Barton Crockett - FBR Capital Markets

Okay. Great. Thanks for taking the questions. Thanks again for providing the data on the re-seat outperformance. I think you said it was up 33% in the quarter, which on its face is a good number, but it is less growth than you seen over the past few quarters that you have been reporting that metric. It seems like the delta versus the industry is less than we have seen.

I was just wondering if this suggests any diminishing of the benefit of the re-seat initiative or if it's just kind of outside kind of reaction to the overexposure to IMAX and perhaps film mix and maybe you would expect things to move back towards what we have seen in recent quarters as we go ahead.

Craig Ramsey

Yes. One of the things that I think we are seeing is that we are now comping against re-seat, so there is a same-store, same-reseated store piece of the business, so if you look at these levels those that are opened less than a year, the attendance per screen is up 75%. If you go the second year, they are up 27%. If you go to the third year, they are kind of flat to up slightly a couple of percent. I mean, if that store base increases and you get the effect of more same stores year-over-year it is just going to be tough to keep the 70% growth.

Gerry Lopez

Does that make sense, Barton, because what we are seeing is that as the number of total re-seats continues to grow, the number of those reseats that have been open longer of course grows along, so the first year effect continues to be very consistent with what we have seen, which is in that 60%, 70% 80%, in some case it's a 100% et cetera, varies by building, obviously, but there is fewer of those buildings that are now opened in the last year and they and the number of unit count and those that are opened two and three years is beginning to grow, so it's a question of mix more than it is that unit-by-unit impact or importantly for the behavior change by guest. That's what is driving that 33% versus some of the numbers that were put in the past that were in the 60s or 70s. It's all driven by the age mix as we continue to grow that base.

Barton Crockett - FBR Capital Markets

Okay. I mean, that makes perfect sense. Now, you had said in the last call that there was in the second year when the attendance was growth as you were pushing more on rate, are still seen that?

Gerry Lopez

When you say rate, you mean price?

Barton Crockett - FBR Capital Markets

Yes. Effective per…

Craig Ramsey

Yes. Absolutely, for example, in the first year those kind of the breakdown that I gave you a minute ago, the less than one year pricing is up 6%, 8%, 9% almost. As we have said before that is kind of maybe an older audience. We are getting the change in mix.

As we start pushing pricing in that second year, our year group is up 12%. Then the third year or over two year group is up another 10%. Yes, as we have said before, we want the guest to experience the concept, to taste it before we raise price and we are able to do that here through those steps. I have just given you more ATP increase in the year two and three.

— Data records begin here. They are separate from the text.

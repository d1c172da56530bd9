pub mod api;
pub mod domain;

pub use api::{ClientError, ConsumptionQuery, OctopusClient, PeriodOrder, MAX_PAGE_SIZE};
pub use domain::{Reading, ReadingType};
use octopus_client::{PeriodOrder, Reading, ReadingType};
use time::OffsetDateTime;

use crate::{
    labels::{LabelBuilder, SeriesLabels},
    sinks::encode_sample,
};

use super::{Cursor, MeterIds, PageRequest, PipelineError, ReadingSource, SampleSink, StartMode};

/// HTTP status remote-write receivers use for out-of-bounds and out-of-order samples.
const STALE_SAMPLE_STATUS: u16 = 400;

#[derive(Debug, Clone, Copy, PartialEq, Eq)]
pub struct BackfillOptions {
    pub page_size: u32,
    /// Skip samples the backend rejects with 400 instead of failing the page.
    pub skip_rejected_samples: bool,
}

#[derive(Debug, Clone, PartialEq, Eq)]
pub struct BackfillTarget {
    pub reading_type: ReadingType,
    pub meter: MeterIds,
}

/// Per reading type: `Fetching -> Delivering -> Advancing -> Fetching ...`
/// until an empty page (`Done`) or the first error (`Failed`).
#[derive(Debug)]
pub enum BackfillState {
    Fetching,
    Delivering(Vec<Reading>),
    /// Carries the last reading of the page that was just delivered.
    Advancing(Reading),
    Done,
    Failed(PipelineError),
}

impl BackfillState {
    pub fn is_terminal(&self) -> bool {
        matches!(self, BackfillState::Done | BackfillState::Failed(_))
    }
}

/// Outcome of draining one reading type.
#[derive(Debug)]
pub struct BackfillRun {
    pub reading_type: ReadingType,
    /// Either `Done` or `Failed`.
    pub state: BackfillState,
    pub cursor: OffsetDateTime,
    pub pages_delivered: usize,
    pub readings_pushed: usize,
    pub readings_skipped: usize,
}

impl BackfillRun {
    pub fn is_done(&self) -> bool {
        matches!(self.state, BackfillState::Done)
    }

    pub fn error(&self) -> Option<&PipelineError> {
        match &self.state {
            BackfillState::Failed(e) => Some(e),
            _ => None,
        }
    }
}

/// Backfill of a single reading type with its own cursor and label set.
pub struct ReadingBackfill<'a, S, K> {
    reading_type: ReadingType,
    meter: &'a MeterIds,
    labels: SeriesLabels,
    cursor: Cursor,
    options: BackfillOptions,
    source: &'a S,
    sink: &'a K,
    pages_delivered: usize,
    readings_pushed: usize,
    readings_skipped: usize,
}

impl<'a, S, K> ReadingBackfill<'a, S, K>
where
    S: ReadingSource,
    K: SampleSink,
{
    pub fn new(
        target: &'a BackfillTarget,
        labels: SeriesLabels,
        cursor: Cursor,
        options: BackfillOptions,
        source: &'a S,
        sink: &'a K,
    ) -> Self {
        Self {
            reading_type: target.reading_type,
            meter: &target.meter,
            labels,
            cursor,
            options,
            source,
            sink,
            pages_delivered: 0,
            readings_pushed: 0,
            readings_skipped: 0,
        }
    }

    pub fn cursor(&self) -> &Cursor {
        &self.cursor
    }

    pub fn readings_pushed(&self) -> usize {
        self.readings_pushed
    }

    /// Perform the work of `state` and return the state that follows it.
    /// Terminal states are returned unchanged.
    pub async fn step(&mut self, state: BackfillState) -> BackfillState {
        match state {
            BackfillState::Fetching => self.fetch_page().await,
            BackfillState::Delivering(readings) => self.deliver_page(readings).await,
            BackfillState::Advancing(last) => self.advance(&last),
            terminal => terminal,
        }
    }

    pub async fn run(mut self) -> BackfillRun {
        let mut state = BackfillState::Fetching;
        while !state.is_terminal() {
            state = self.step(state).await;
        }

        match &state {
            BackfillState::Failed(e) => tracing::error!(
                reading_type = %self.reading_type,
                error = %e,
                cursor = %self.cursor.current(),
                pushed = self.readings_pushed,
                "backfill failed"
            ),
            _ => tracing::info!(
                reading_type = %self.reading_type,
                cursor = %self.cursor.current(),
                pages = self.pages_delivered,
                pushed = self.readings_pushed,
                skipped = self.readings_skipped,
                "backfill complete"
            ),
        }

        BackfillRun {
            reading_type: self.reading_type,
            state,
            cursor: self.cursor.current(),
            pages_delivered: self.pages_delivered,
            readings_pushed: self.readings_pushed,
            readings_skipped: self.readings_skipped,
        }
    }

    async fn fetch_page(&mut self) -> BackfillState {
        let request = PageRequest {
            from: self.cursor.current(),
            order: PeriodOrder::Ascending,
            page_size: self.options.page_size,
        };

        match self.source.fetch(self.reading_type, self.meter, &request).await {
            Ok(readings) if readings.is_empty() => {
                tracing::debug!(
                    reading_type = %self.reading_type,
                    from = %request.from,
                    "empty page"
                );
                BackfillState::Done
            }
            Ok(readings) => {
                metrics::counter!("octopus_pages_fetched_total").increment(1);
                tracing::info!(
                    reading_type = %self.reading_type,
                    from = %request.from,
                    readings = readings.len(),
                    "fetched page"
                );
                BackfillState::Delivering(readings)
            }
            Err(e) => BackfillState::Failed(e),
        }
    }

    async fn deliver_page(&mut self, mut readings: Vec<Reading>) -> BackfillState {
        for reading in &readings {
            let payload = match encode_sample(&self.labels, reading) {
                Ok(payload) => payload,
                Err(e) => {
                    metrics::counter!("encode_errors_total").increment(1);
                    return BackfillState::Failed(e);
                }
            };

            match self.sink.deliver(payload).await {
                Ok(()) => {
                    self.readings_pushed += 1;
                    tracing::debug!(
                        reading_type = %self.reading_type,
                        interval_start = %reading.interval_start,
                        kwh = reading.consumption,
                        "pushed sample"
                    );
                }
                Err(PipelineError::Rejected { status, body })
                    if self.options.skip_rejected_samples && status == STALE_SAMPLE_STATUS =>
                {
                    self.readings_skipped += 1;
                    metrics::counter!("remote_write_samples_skipped_total").increment(1);
                    tracing::warn!(
                        reading_type = %self.reading_type,
                        interval_start = %reading.interval_start,
                        body = %body,
                        "sample rejected by backend, skipping"
                    );
                }
                Err(e) => return BackfillState::Failed(e),
            }
        }

        match readings.pop() {
            Some(last) => BackfillState::Advancing(last),
            None => BackfillState::Done,
        }
    }

    fn advance(&mut self, last: &Reading) -> BackfillState {
        let before = self.cursor.current();
        if !self.cursor.advance(last) {
            return BackfillState::Failed(PipelineError::Fetch(format!(
                "page ending {} does not move the cursor past {before}",
                last.interval_end
            )));
        }

        self.pages_delivered += 1;
        BackfillState::Fetching
    }
}

/// Drains each configured reading type in turn.
pub struct Backfill<S, K> {
    pub source: S,
    pub sink: K,
    pub labels: LabelBuilder,
    pub options: BackfillOptions,
    pub start: StartMode,
}

impl<S, K> Backfill<S, K>
where
    S: ReadingSource,
    K: SampleSink,
{
    pub fn reading_backfill<'a>(
        &'a self,
        target: &'a BackfillTarget,
        now: OffsetDateTime,
    ) -> ReadingBackfill<'a, S, K> {
        ReadingBackfill::new(
            target,
            self.labels.build(target.reading_type, &target.meter),
            Cursor::initial(now, self.start),
            self.options,
            &self.source,
            &self.sink,
        )
    }

    /// Run targets sequentially, stopping after the first one that fails.
    pub async fn run_all(
        &self,
        targets: &[BackfillTarget],
        now: OffsetDateTime,
    ) -> Vec<BackfillRun> {
        let mut runs = Vec::with_capacity(targets.len());
        for target in targets {
            let run = self.reading_backfill(target, now).run().await;
            let failed = !run.is_done();
            runs.push(run);
            if failed {
                break;
            }
        }
        runs
    }
}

Barton Crockett - FBR Capital Markets

Okay. Then one final question, Regal end markets are opening reseated screens now. Do you see those in your territories? If one of these opens in your territories what happens? Does the reseat growth stop or do you guys both, growth the market? What do you see as the competitive dynamics there?

Gerry Lopez

We don't have yet a lot of experience, where the ones that they are doing are going head-to-head against the ones that we have already done, so we don't have a good database to bank on to give you any kind of readable data yet. We are humble that - everybody seems to have jumped in the [battle] wagon.

We have now over 500 screens that we have done this with. It continues to work. We like to think that we are kind of first movers on it and are deeper into our fleet with the idea than anyone else. The head-to-head comparisons didn't really any yet that we have noticed anything. I am sure they will come. I am liking the notion that we are the first mover in the space.

I am also liking the notion that as we said all along it's not just about the seats, but it's about the total package. Total package in the building and then a total package when it comes to offering the convenience of the reserve seating, which not everybody is doing, the convenience of the tickets availability in more websites, in more ways and in more forms than anybody else is offering, so hey so bring on the seats, because what we learned is that that matters a lot, but it's not the only thing that matters.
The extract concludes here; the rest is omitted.